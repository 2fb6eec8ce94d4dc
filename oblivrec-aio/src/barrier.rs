//! Lockstep barriers on the peer channel.
//!
//! Two tiny frames keep the parties aligned: a preprocessing barrier after
//! both have drained the dealer stream, and a per-query barrier carrying
//! the query index so no Beaver or diff message can be confused across
//! queries on the single peer stream. Frames are u32 in native byte order;
//! both ends run the same binary.

use tokio::io::{AsyncRead, AsyncWrite};

use oblivrec_core::Role;

use crate::error::ProtocolError;
use crate::peer::PeerChannel;

const CODE_PREP: u32 = 1;
const CODE_QUERY: u32 = 2;

/// Both parties rendezvous here before the first query: P0 announces, P1
/// echoes.
pub async fn preprocessing_barrier<S>(chan: &mut PeerChannel<S>) -> Result<(), ProtocolError>
where
    S: AsyncRead + AsyncWrite + Unpin + Send,
{
    match chan.role() {
        Role::P0 => {
            chan.send_u32_native(CODE_PREP).await?;
            let ack = chan.recv_u32_native().await?;
            if ack != CODE_PREP {
                return Err(ProtocolError::BarrierCode {
                    expected: CODE_PREP,
                    got: ack,
                });
            }
        }
        Role::P1 => {
            let code = chan.recv_u32_native().await?;
            chan.send_u32_native(code).await?;
            if code != CODE_PREP {
                return Err(ProtocolError::BarrierCode {
                    expected: CODE_PREP,
                    got: code,
                });
            }
        }
    }
    Ok(())
}

/// Per-query rendezvous carrying the index. A disagreeing index on either
/// side is terminal.
pub async fn query_barrier<S>(chan: &mut PeerChannel<S>, idx: u32) -> Result<(), ProtocolError>
where
    S: AsyncRead + AsyncWrite + Unpin + Send,
{
    match chan.role() {
        Role::P0 => {
            chan.send_u32_native(CODE_QUERY).await?;
            chan.send_u32_native(idx).await?;
            let code = chan.recv_u32_native().await?;
            let echo = chan.recv_u32_native().await?;
            if code != CODE_QUERY {
                return Err(ProtocolError::BarrierCode {
                    expected: CODE_QUERY,
                    got: code,
                });
            }
            if echo != idx {
                return Err(ProtocolError::BarrierMismatch {
                    sent: idx,
                    got: echo,
                });
            }
        }
        Role::P1 => {
            let code = chan.recv_u32_native().await?;
            let peer_idx = chan.recv_u32_native().await?;
            // Echo before validating so P0 is never left waiting.
            chan.send_u32_native(code).await?;
            chan.send_u32_native(peer_idx).await?;
            if code != CODE_QUERY {
                return Err(ProtocolError::BarrierCode {
                    expected: CODE_QUERY,
                    got: code,
                });
            }
            if peer_idx != idx {
                return Err(ProtocolError::BarrierMismatch {
                    sent: idx,
                    got: peer_idx,
                });
            }
        }
    }
    Ok(())
}
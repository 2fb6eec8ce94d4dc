//! The correlated-randomness dealer, P2.
//!
//! P2 is offline in the protocol sense: it accepts the two compute
//! parties in order, then streams everything they will ever need — one
//! Du–Atallah correlation, 2k Beaver triples and one DPF key pair per
//! query — and exits. It never touches secret state; the DPF points are
//! the item indices it reads from the queries file, which the parties'
//! own query files carry as well.

use std::fs;
use std::path::PathBuf;

use rand::{CryptoRng, RngCore, SeedableRng};
use structopt::StructOpt;
use thiserror::Error;
use tokio::io::{AsyncWrite, AsyncWriteExt, BufWriter};
use tokio::net::TcpListener;
use tracing::{debug, info};

use oblivrec_core::query::parse_queries;
use oblivrec_core::wire::{
    encode_key, format_share_record, format_triples_header, format_triple_line, SHARES_END,
    TRIPLES_END,
};
use oblivrec_core::{dpf, BeaverTriple, ConfigError, DotCorrelation, DpfError, Params, Query, Ring64};

#[derive(Debug, Error)]
pub enum DealerError {
    #[error("io error: {0}")]
    Io(#[from] std::io::Error),
    #[error("config error: {0}")]
    Config(#[from] ConfigError),
    #[error("dpf error: {0}")]
    Dpf(#[from] DpfError),
    #[error("queries file disagrees with params: {0}")]
    Inconsistent(String),
}

/// Command line for the dealer.
#[derive(Clone, Debug, StructOpt)]
#[structopt(name = "oblivrec-dealer")]
pub struct DealerConfig {
    /// Address to listen on; P0 must connect first, then P1
    #[structopt(long, default_value = "0.0.0.0:9002")]
    pub listen: String,
    /// Parameter file: `m n k q`
    #[structopt(long, parse(from_os_str))]
    pub params: PathBuf,
    /// Queries file providing the per-query item indices
    #[structopt(long, parse(from_os_str))]
    pub queries: PathBuf,
}

/// Stream the full preprocessing to both parties over already-accepted
/// connections, in the fixed block order the parties consume it in.
pub async fn serve<W0, W1, R>(
    to_p0: W0,
    to_p1: W1,
    params: &Params,
    queries: &[Query],
    rng: &mut R,
) -> Result<(), DealerError>
where
    W0: AsyncWrite + Unpin + Send,
    W1: AsyncWrite + Unpin + Send,
    R: RngCore + CryptoRng,
{
    let mut w0 = BufWriter::new(to_p0);
    let mut w1 = BufWriter::new(to_p1);
    let Params { n, k, q, .. } = *params;

    // Shares block: one Du-Atallah correlation pair per query.
    info!(q, k, "streaming dot-product correlations");
    for i in 0..q {
        let (half0, half1) = DotCorrelation::generate(k, rng);
        w0.write_all(format_share_record(&half0).as_bytes()).await?;
        w1.write_all(format_share_record(&half1).as_bytes()).await?;
        if (i + 1) % 100 == 0 || i + 1 == q {
            debug!(sent = i + 1, total = q, "correlations");
        }
    }
    w0.write_all(format!("{SHARES_END}\n").as_bytes()).await?;
    w1.write_all(format!("{SHARES_END}\n").as_bytes()).await?;
    w0.flush().await?;
    w1.flush().await?;

    // Triples block: 2k per query, k for the dot product and k for the
    // coordinate products.
    let per_query = 2 * k;
    info!(q, per_query, "streaming beaver triples");
    let header = format_triples_header(q, per_query);
    w0.write_all(header.as_bytes()).await?;
    w1.write_all(header.as_bytes()).await?;
    for _ in 0..q {
        for _ in 0..per_query {
            let (half0, half1) = BeaverTriple::generate(rng);
            w0.write_all(format_triple_line(&half0).as_bytes()).await?;
            w1.write_all(format_triple_line(&half1).as_bytes()).await?;
        }
    }
    w0.write_all(format!("{TRIPLES_END}\n").as_bytes()).await?;
    w1.write_all(format!("{TRIPLES_END}\n").as_bytes()).await?;
    w0.flush().await?;
    w1.flush().await?;

    // DPF block: one key pair per query, point at the query's item index.
    // Beta is one, so full-domain evaluation gives the parties additive
    // shares of the row indicator, which they scale online.
    info!(q, "streaming dpf keys");
    for (i, query) in queries.iter().enumerate() {
        let (key0, key1) = dpf::gen(n as u64, query.item_idx as u64, Ring64::ONE, rng)?;
        w0.write_all(&encode_key(&key0)).await?;
        w1.write_all(&encode_key(&key1)).await?;
        debug!(query = i, item = query.item_idx, "dpf key pair sent");
    }
    w0.flush().await?;
    w1.flush().await?;

    info!("preprocessing complete");
    Ok(())
}

fn load_inputs(config: &DealerConfig) -> Result<(Params, Vec<Query>), DealerError> {
    let params = Params::parse(&fs::read_to_string(&config.params)?)?;
    let (queries, k) = parse_queries(&fs::read_to_string(&config.queries)?)?;
    if k != params.k {
        return Err(DealerError::Inconsistent(format!(
            "dimension {k} in queries, {} in params",
            params.k
        )));
    }
    if queries.len() != params.q {
        return Err(DealerError::Inconsistent(format!(
            "{} queries in file, {} in params",
            queries.len(),
            params.q
        )));
    }
    Ok((params, queries))
}

/// Binary entry point: bind, accept P0 then P1, stream, exit.
pub async fn run(config: DealerConfig) -> Result<(), DealerError> {
    let (params, queries) = load_inputs(&config)?;
    info!(
        m = params.m,
        n = params.n,
        k = params.k,
        q = params.q,
        "parameters loaded"
    );

    let listener = TcpListener::bind(&config.listen).await?;
    info!(listen = %config.listen, "waiting for compute parties");
    let (p0, addr0) = listener.accept().await?;
    info!(%addr0, "P0 connected");
    let (p1, addr1) = listener.accept().await?;
    info!(%addr1, "P1 connected");

    let mut rng = rand_chacha::ChaCha12Rng::from_entropy();
    serve(p0, p1, &params, &queries, &mut rng).await
}

#[cfg(test)]
mod tests {
    use super::*;
    use oblivrec_aio::DealerStream;
    use oblivrec_core::RingVec;
    use rand::SeedableRng;
    use rand_chacha::ChaCha12Rng;

    fn toy_queries(q: usize, k: usize, n: usize) -> Vec<Query> {
        (0..q)
            .map(|i| Query {
                user_idx: 0,
                item_idx: i % n,
                v: RingVec::zeros(k),
            })
            .collect()
    }

    #[tokio::test]
    async fn streams_decode_and_reconstruct() {
        let params = Params {
            m: 2,
            n: 4,
            k: 3,
            q: 2,
        };
        let queries = toy_queries(2, 3, 4);
        let (to_p0, from_p0) = tokio::io::duplex(1 << 20);
        let (to_p1, from_p1) = tokio::io::duplex(1 << 20);
        let mut rng = ChaCha12Rng::seed_from_u64(81);
        serve(to_p0, to_p1, &params, &queries, &mut rng)
            .await
            .unwrap();

        let mut s0 = DealerStream::new(from_p0);
        let mut s1 = DealerStream::new(from_p1);
        let shares0 = s0.read_shares(3).await.unwrap();
        let shares1 = s1.read_shares(3).await.unwrap();
        assert_eq!(shares0.len(), 2);
        assert_eq!(shares1.len(), 2);
        // The delivered correlation halves satisfy the dealer identity.
        for (c0, c1) in shares0.iter().zip(shares1.iter()) {
            assert_eq!(c0.x.dot(&c1.y) + c1.x.dot(&c0.y), c0.z + c1.z);
        }

        let triples0 = s0.read_triples(6).await.unwrap();
        let triples1 = s1.read_triples(6).await.unwrap();
        for (g0, g1) in triples0.iter().zip(triples1.iter()) {
            for (t0, t1) in g0.iter().zip(g1.iter()) {
                assert_eq!(t0.z + t1.z, t0.x * t1.y + t1.x * t0.y);
            }
        }

        let keys0 = s0.read_dpf_keys(2).await.unwrap();
        let keys1 = s1.read_dpf_keys(2).await.unwrap();
        for (i, (k0, k1)) in keys0.iter().zip(keys1.iter()).enumerate() {
            let y0 = dpf::eval_full(k0, 4);
            let y1 = dpf::eval_full(k1, 4);
            for x in 0..4usize {
                let expected = if x == queries[i].item_idx {
                    Ring64::ONE
                } else {
                    Ring64::ZERO
                };
                assert_eq!(y0[x] + y1[x], expected);
            }
        }
    }
}
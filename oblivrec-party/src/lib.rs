//! Compute party for the oblivious recommender update protocol.
//!
//! Both parties run the same code parameterized by role. The lifecycle is
//! a straight line: connect to the dealer and drain its preprocessing
//! stream in order, connect to the peer, pass the preprocessing barrier,
//! then process the queries in lockstep. Any error is terminal; the
//! process exits nonzero and the peer discovers the truncation on its own.

use std::fs;
use std::path::PathBuf;

use structopt::StructOpt;
use tokio::io::{AsyncRead, AsyncWrite};
use tokio::net::{TcpListener, TcpStream};
use tracing::{info, warn};

use oblivrec_aio::{
    preprocessing_barrier, query_barrier, update_item_matrix, update_user_row, DealerStream,
    MatrixStore, PeerChannel, ProtocolError, QueryContext, ResultLog,
};
use oblivrec_core::query::parse_queries;
use oblivrec_core::{Query, Role, WireError};

/// Command line for one compute party.
#[derive(Clone, Debug, StructOpt)]
#[structopt(name = "oblivrec-party")]
pub struct PartyConfig {
    /// Party role: 0 or 1
    #[structopt(long, parse(try_from_str = parse_role))]
    pub role: Role,
    /// Dealer address to connect to
    #[structopt(long, default_value = "127.0.0.1:9002")]
    pub dealer: String,
    /// Peer address: P1 listens here, P0 connects to it
    #[structopt(long, default_value = "127.0.0.1:9001")]
    pub peer: String,
    /// This party's user-matrix share file
    #[structopt(long, parse(from_os_str))]
    pub user_matrix: PathBuf,
    /// This party's item-matrix share file
    #[structopt(long, parse(from_os_str))]
    pub item_matrix: PathBuf,
    /// This party's queries file
    #[structopt(long, parse(from_os_str))]
    pub queries: PathBuf,
    /// Results log appended after each query
    #[structopt(long, parse(from_os_str))]
    pub results: PathBuf,
}

fn parse_role(s: &str) -> Result<Role, String> {
    match s {
        "0" | "p0" | "P0" => Ok(Role::P0),
        "1" | "p1" | "P1" => Ok(Role::P1),
        other => Err(format!("unknown role {other:?} (expected 0 or 1)")),
    }
}

/// The party's file surface, separate from the socket endpoints so tests
/// can drive the protocol over in-process streams.
#[derive(Clone, Debug)]
pub struct PartyFiles {
    pub user_matrix: PathBuf,
    pub item_matrix: PathBuf,
    pub queries: PathBuf,
    pub results: PathBuf,
}

impl From<&PartyConfig> for PartyFiles {
    fn from(config: &PartyConfig) -> Self {
        PartyFiles {
            user_matrix: config.user_matrix.clone(),
            item_matrix: config.item_matrix.clone(),
            queries: config.queries.clone(),
            results: config.results.clone(),
        }
    }
}

/// Everything a party needs before it opens the peer channel: its own
/// queries and the per-query single-use randomness from the dealer.
#[derive(Debug)]
pub struct Preprocessed {
    pub queries: Vec<Query>,
    pub contexts: Vec<QueryContext>,
}

/// Drain the dealer stream in strict order (shares, then triples, then
/// DPF keys) and pair the result with this party's queries.
pub async fn receive_preprocessing<D>(
    dealer: D,
    files: &PartyFiles,
) -> Result<Preprocessed, ProtocolError>
where
    D: AsyncRead + Unpin + Send,
{
    let queries_text = fs::read_to_string(&files.queries)?;
    let (mut queries, k) = parse_queries(&queries_text)?;
    info!(queries = queries.len(), k, "loaded queries");

    let mut dealer = DealerStream::new(dealer);
    let correlations = dealer.read_shares(k).await?;
    let triples = dealer.read_triples(2 * k).await?;
    if triples.len() != correlations.len() {
        return Err(WireError::LengthMismatch {
            expected: correlations.len(),
            got: triples.len(),
        }
        .into());
    }
    let keys = dealer.read_dpf_keys(triples.len()).await?;
    info!(provisioned = keys.len(), "preprocessing received");

    if queries.len() > keys.len() {
        warn!(
            queries = queries.len(),
            provisioned = keys.len(),
            "more queries than provisioned preprocessing; truncating"
        );
        queries.truncate(keys.len());
    }

    let contexts = correlations
        .into_iter()
        .zip(triples)
        .zip(keys)
        .map(|((correlation, triples), dpf_key)| QueryContext {
            correlation,
            triples,
            dpf_key,
        })
        .collect();

    Ok(Preprocessed { queries, contexts })
}

/// Lockstep online phase: preprocessing barrier, then one barrier and two
/// secure operations per query.
pub async fn run_queries<P>(
    mut peer: PeerChannel<P>,
    prep: Preprocessed,
    files: &PartyFiles,
) -> Result<(), ProtocolError>
where
    P: AsyncRead + AsyncWrite + Unpin + Send,
{
    preprocessing_barrier(&mut peer).await?;
    info!("preprocessing barrier passed");

    let user_store = MatrixStore::new(&files.user_matrix);
    let item_store = MatrixStore::new(&files.item_matrix);
    let results = ResultLog::new(&files.results);

    for (idx, (query, ctx)) in prep.queries.iter().zip(prep.contexts).enumerate() {
        query_barrier(&mut peer, idx as u32).await?;
        let user = update_user_row(&mut peer, idx, query, &ctx, &user_store, &results).await?;
        update_item_matrix(&mut peer, idx, &user, &ctx, &item_store).await?;
        info!(query = idx, "query processed");
    }

    info!("all queries processed");
    Ok(())
}

/// Binary entry point: dial the dealer, drain preprocessing, establish the
/// peer channel, run the query loop. P1 must be started before P0; the
/// peer dial is a single attempt.
pub async fn run(config: PartyConfig) -> Result<(), ProtocolError> {
    let role = config.role;
    let files = PartyFiles::from(&config);

    info!(%role, dealer = %config.dealer, "connecting to dealer");
    let dealer = TcpStream::connect(&config.dealer).await?;
    let prep = receive_preprocessing(dealer, &files).await?;

    let peer_stream = match role {
        Role::P0 => {
            info!(peer = %config.peer, "connecting to peer");
            TcpStream::connect(&config.peer).await?
        }
        Role::P1 => {
            info!(peer = %config.peer, "listening for peer");
            let listener = TcpListener::bind(&config.peer).await?;
            let (stream, addr) = listener.accept().await?;
            info!(%addr, "peer connected");
            stream
        }
    };
    peer_stream.set_nodelay(true)?;

    run_queries(PeerChannel::new(role, peer_stream), prep, &files).await
}
//! Verify a protocol run: reconstruct both parties' share files before and
//! after, replay the plaintext update rule, and compare.

use std::fs;
use std::path::{Path, PathBuf};
use std::process::exit;

use eyre::{ensure, Result};
use structopt::StructOpt;

use oblivrec_core::query::parse_queries;
use oblivrec_core::{MatrixShare, Query, Role};
use oblivrec_harness::{
    item_share_path, queries_path, reconstruct_matrix, user_share_path, Model,
};

#[derive(Debug, StructOpt)]
#[structopt(name = "check")]
struct Opt {
    /// Directory with the share files as they were before the run
    #[structopt(long, parse(from_os_str))]
    initial: PathBuf,
    /// Directory with the share files after the run
    #[structopt(long, parse(from_os_str))]
    final_dir: PathBuf,
}

fn load_matrix(path: &Path) -> Result<MatrixShare> {
    Ok(MatrixShare::parse(&fs::read_to_string(path)?)?)
}

fn load_reconstructed(dir: &Path, which: fn(&Path, Role) -> PathBuf) -> Result<MatrixShare> {
    let share0 = load_matrix(&which(dir, Role::P0))?;
    let share1 = load_matrix(&which(dir, Role::P1))?;
    Ok(reconstruct_matrix(&share0, &share1)?)
}

/// Reconstruct the cleartext queries from the two parties' query files.
fn load_queries(dir: &Path) -> Result<Vec<Query>> {
    let (q0, k0) = parse_queries(&fs::read_to_string(queries_path(dir, Role::P0))?)?;
    let (q1, k1) = parse_queries(&fs::read_to_string(queries_path(dir, Role::P1))?)?;
    ensure!(k0 == k1 && q0.len() == q1.len(), "query files disagree");
    q0.into_iter()
        .zip(q1)
        .map(|(a, b)| {
            ensure!(
                a.user_idx == b.user_idx && a.item_idx == b.item_idx,
                "query indices disagree between parties"
            );
            Ok(Query {
                user_idx: a.user_idx,
                item_idx: a.item_idx,
                v: a.v.add(&b.v),
            })
        })
        .collect()
}

fn report(name: &str, expected: &MatrixShare, got: &MatrixShare) -> bool {
    if expected == got {
        println!("{name}: OK");
        return true;
    }
    println!("{name}: MISMATCH");
    if expected.rows() != got.rows() || expected.cols() != got.cols() {
        println!(
            "  shape: expected {}x{}, got {}x{}",
            expected.rows(),
            expected.cols(),
            got.rows(),
            got.cols()
        );
        return false;
    }
    for row in 0..expected.rows() {
        let want = expected.row(row).unwrap();
        let have = got.row(row).unwrap();
        if want != have {
            println!("  row {row}: expected {want:?}, got {have:?}");
        }
    }
    false
}

fn main() -> Result<()> {
    let opt = Opt::from_args();

    let queries = load_queries(&opt.initial)?;
    let mut model = Model {
        users: load_reconstructed(&opt.initial, user_share_path)?,
        items: load_reconstructed(&opt.initial, item_share_path)?,
    };
    model.replay(&queries)?;

    let final_users = load_reconstructed(&opt.final_dir, user_share_path)?;
    let final_items = load_reconstructed(&opt.final_dir, item_share_path)?;

    println!("replayed {} queries", queries.len());
    let users_ok = report("user matrix", &model.users, &final_users);
    let items_ok = report("item matrix", &model.items, &final_items);

    if !(users_ok && items_ok) {
        exit(1);
    }
    Ok(())
}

+++++

ACTIVITY -
Where a line above holds the string "which", show that line.

PROBLEM SOLUTION -
//! the item indices it reads from the queries file, which the parties'
    // shares of the row indicator, which they scale online.
fn load_reconstructed(dir: &Path, which: fn(&Path, Role) -> PathBuf) -> Result<MatrixShare> {
    let share0 = load_matrix(&which(dir, Role::P0))?;
    let share1 = load_matrix(&which(dir, Role::P1))?;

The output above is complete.